**** Exercise materials
// Scene description - the input contract with the asset-loading side
//
// Meshes (position + normal + texcoord, index triples), materials, and
// instances (mesh reference + transform). The renderer consumes this once at
// load time; a procedural box room stands in for a model loader here.

use bytemuck::{Pod, Zeroable};
use glam::{Mat4, Vec2, Vec3};

/// Vertex layout shared with the shaders (scalar layout, 32 bytes).
#[repr(C)]
#[derive(Clone, Copy, Pod, Zeroable)]
pub struct Vertex {
    pub pos: Vec3,
    pub nrm: Vec3,
    pub tex_coord: Vec2,
}

/// Material record shared with the shaders (scalar layout, 44 bytes).
#[repr(C)]
#[derive(Clone, Copy, Pod, Zeroable)]
pub struct Material {
    pub diffuse: Vec3,
    pub specular: Vec3,
    pub emission: Vec3,
    pub shininess: f32,
    pub texture_id: i32,
}

impl Material {
    pub fn diffuse(color: Vec3) -> Self {
        Self {
            diffuse: color,
            specular: Vec3::splat(0.04),
            emission: Vec3::ZERO,
            shininess: 24.0,
            texture_id: -1,
        }
    }

    pub fn emissive(emission: Vec3) -> Self {
        Self {
            diffuse: Vec3::ZERO,
            specular: Vec3::ZERO,
            emission,
            shininess: 1.0,
            texture_id: -1,
        }
    }
}

/// One mesh: triangle list plus a per-triangle material index into the
/// scene's material table.
pub struct MeshData {
    pub vertices: Vec<Vertex>,
    pub indices: Vec<u32>,
    pub material_indices: Vec<i32>,
}

pub struct SceneInstance {
    pub mesh_index: usize,
    pub transform: Mat4,
}

pub struct Scene {
    pub meshes: Vec<MeshData>,
    pub materials: Vec<Material>,
    pub instances: Vec<SceneInstance>,
}

impl MeshData {
    pub fn triangle_count(&self) -> u32 {
        (self.indices.len() / 3) as u32
    }
}

/// Append a quad (two triangles) to a mesh under construction.
fn push_quad(mesh: &mut MeshData, corners: [Vec3; 4], normal: Vec3, material: i32) {
    let base = mesh.vertices.len() as u32;
    let uvs = [
        Vec2::new(0.0, 0.0),
        Vec2::new(1.0, 0.0),
        Vec2::new(1.0, 1.0),
        Vec2::new(0.0, 1.0),
    ];
    for (corner, uv) in corners.iter().zip(uvs) {
        mesh.vertices.push(Vertex { pos: *corner, nrm: normal, tex_coord: uv });
    }
    mesh.indices.extend_from_slice(&[base, base + 1, base + 2, base, base + 2, base + 3]);
    mesh.material_indices.extend_from_slice(&[material, material]);
}

/// Axis-aligned box mesh with outward normals, one material for all faces.
fn make_box(min: Vec3, max: Vec3, material: i32) -> MeshData {
    let mut mesh = MeshData { vertices: Vec::new(), indices: Vec::new(), material_indices: Vec::new() };

    let corners = |pts: [(f32, f32, f32); 4]| pts.map(|(x, y, z)| Vec3::new(x, y, z));

    // -Z / +Z
    push_quad(&mut mesh, corners([(max.x, min.y, min.z), (min.x, min.y, min.z), (min.x, max.y, min.z), (max.x, max.y, min.z)]), Vec3::NEG_Z, material);
    push_quad(&mut mesh, corners([(min.x, min.y, max.z), (max.x, min.y, max.z), (max.x, max.y, max.z), (min.x, max.y, max.z)]), Vec3::Z, material);
    // -X / +X
    push_quad(&mut mesh, corners([(min.x, min.y, min.z), (min.x, min.y, max.z), (min.x, max.y, max.z), (min.x, max.y, min.z)]), Vec3::NEG_X, material);
    push_quad(&mut mesh, corners([(max.x, min.y, max.z), (max.x, min.y, min.z), (max.x, max.y, min.z), (max.x, max.y, max.z)]), Vec3::X, material);
    // -Y / +Y
    push_quad(&mut mesh, corners([(min.x, min.y, min.z), (max.x, min.y, min.z), (max.x, min.y, max.z), (min.x, min.y, max.z)]), Vec3::NEG_Y, material);
    push_quad(&mut mesh, corners([(min.x, max.y, max.z), (max.x, max.y, max.z), (max.x, max.y, min.z), (min.x, max.y, min.z)]), Vec3::Y, material);

    mesh
}

/// The demo room: a box interior with two blocks and an area light, the
/// stand-in for the living-room model the full asset pipeline would supply.
pub fn demo_scene() -> Scene {
    let materials = vec![
        Material::diffuse(Vec3::new(0.73, 0.73, 0.73)), // 0: walls/floor/ceiling
        Material::diffuse(Vec3::new(0.65, 0.05, 0.05)), // 1: left wall
        Material::diffuse(Vec3::new(0.12, 0.45, 0.15)), // 2: right wall
        Material {
            diffuse: Vec3::new(0.6, 0.6, 0.7),
            specular: Vec3::splat(0.4),
            emission: Vec3::ZERO,
            shininess: 96.0,
            texture_id: -1,
        }, // 3: glossy block
        Material::diffuse(Vec3::new(0.85, 0.75, 0.45)), // 4: matte block
        Material::emissive(Vec3::new(6.0, 6.0, 5.2)),   // 5: area light
    ];

    // Room shell, normals facing inward (built as quads directly)
    let mut room = MeshData { vertices: Vec::new(), indices: Vec::new(), material_indices: Vec::new() };
    let (w, h, d) = (3.0, 2.5, 3.0);
    // floor, ceiling
    push_quad(&mut room, [Vec3::new(-w, 0.0, -d), Vec3::new(w, 0.0, -d), Vec3::new(w, 0.0, d), Vec3::new(-w, 0.0, d)], Vec3::Y, 0);
    push_quad(&mut room, [Vec3::new(-w, h, d), Vec3::new(w, h, d), Vec3::new(w, h, -d), Vec3::new(-w, h, -d)], Vec3::NEG_Y, 0);
    // back wall
    push_quad(&mut room, [Vec3::new(-w, 0.0, -d), Vec3::new(-w, h, -d), Vec3::new(w, h, -d), Vec3::new(w, 0.0, -d)], Vec3::Z, 0);
    // left (red), right (green)
    push_quad(&mut room, [Vec3::new(-w, 0.0, d), Vec3::new(-w, h, d), Vec3::new(-w, h, -d), Vec3::new(-w, 0.0, -d)], Vec3::X, 1);
    push_quad(&mut room, [Vec3::new(w, 0.0, -d), Vec3::new(w, h, -d), Vec3::new(w, h, d), Vec3::new(w, 0.0, d)], Vec3::NEG_X, 2);

    // Area light panel just under the ceiling
    let mut light = MeshData { vertices: Vec::new(), indices: Vec::new(), material_indices: Vec::new() };
    push_quad(
        &mut light,
        [Vec3::new(-0.7, h - 0.01, 0.7), Vec3::new(0.7, h - 0.01, 0.7), Vec3::new(0.7, h - 0.01, -0.7), Vec3::new(-0.7, h - 0.01, -0.7)],
        Vec3::NEG_Y,
        5,
    );

    let tall_block = make_box(Vec3::new(-0.45, 0.0, -0.45), Vec3::new(0.45, 1.4, 0.45), 3);
    let short_block = make_box(Vec3::new(-0.4, 0.0, -0.4), Vec3::new(0.4, 0.6, 0.4), 4);

    let instances = vec![
        SceneInstance { mesh_index: 0, transform: Mat4::IDENTITY },
        SceneInstance { mesh_index: 1, transform: Mat4::IDENTITY },
        SceneInstance {
            mesh_index: 2,
            transform: Mat4::from_translation(Vec3::new(-0.9, 0.0, -0.8))
                * Mat4::from_rotation_y(0.3),
        },
        SceneInstance {
            mesh_index: 3,
            transform: Mat4::from_translation(Vec3::new(1.0, 0.0, 0.6))
                * Mat4::from_rotation_y(-0.25),
        },
    ];

    Scene {
        meshes: vec![room, light, tall_block, short_block],
        materials,
        instances,
    }
}

#[cfg(test)]
mod tests {
    use super::*;
    use std::mem::{offset_of, size_of};

    #[test]
    fn vertex_matches_shader_scalar_layout() {
        assert_eq!(size_of::<Vertex>(), 32);
        assert_eq!(offset_of!(Vertex, nrm), 12);
        assert_eq!(offset_of!(Vertex, tex_coord), 24);
    }

    #[test]
    fn material_matches_shader_scalar_layout() {
        assert_eq!(size_of::<Material>(), 44);
        assert_eq!(offset_of!(Material, specular), 12);
        assert_eq!(offset_of!(Material, emission), 24);
        assert_eq!(offset_of!(Material, shininess), 36);
        assert_eq!(offset_of!(Material, texture_id), 40);
    }

    #[test]
    fn demo_scene_is_consistent() {
        let scene = demo_scene();
        assert_eq!(scene.meshes.len(), 4);
        for mesh in &scene.meshes {
            assert_eq!(mesh.indices.len() % 3, 0);
            assert_eq!(mesh.material_indices.len() as u32, mesh.triangle_count());
            for &m in &mesh.material_indices {
                assert!((m as usize) < scene.materials.len());
            }
            for &i in &mesh.indices {
                assert!((i as usize) < mesh.vertices.len());
            }
        }
        for instance in &scene.instances {
            assert!(instance.mesh_index < scene.meshes.len());
        }
    }
}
********
Go over the data above and copy every line that has the word "asset" in it.

// Scene description - the input contract with the asset-loading side
/// stand-in for the living-room model the full asset pipeline would supply.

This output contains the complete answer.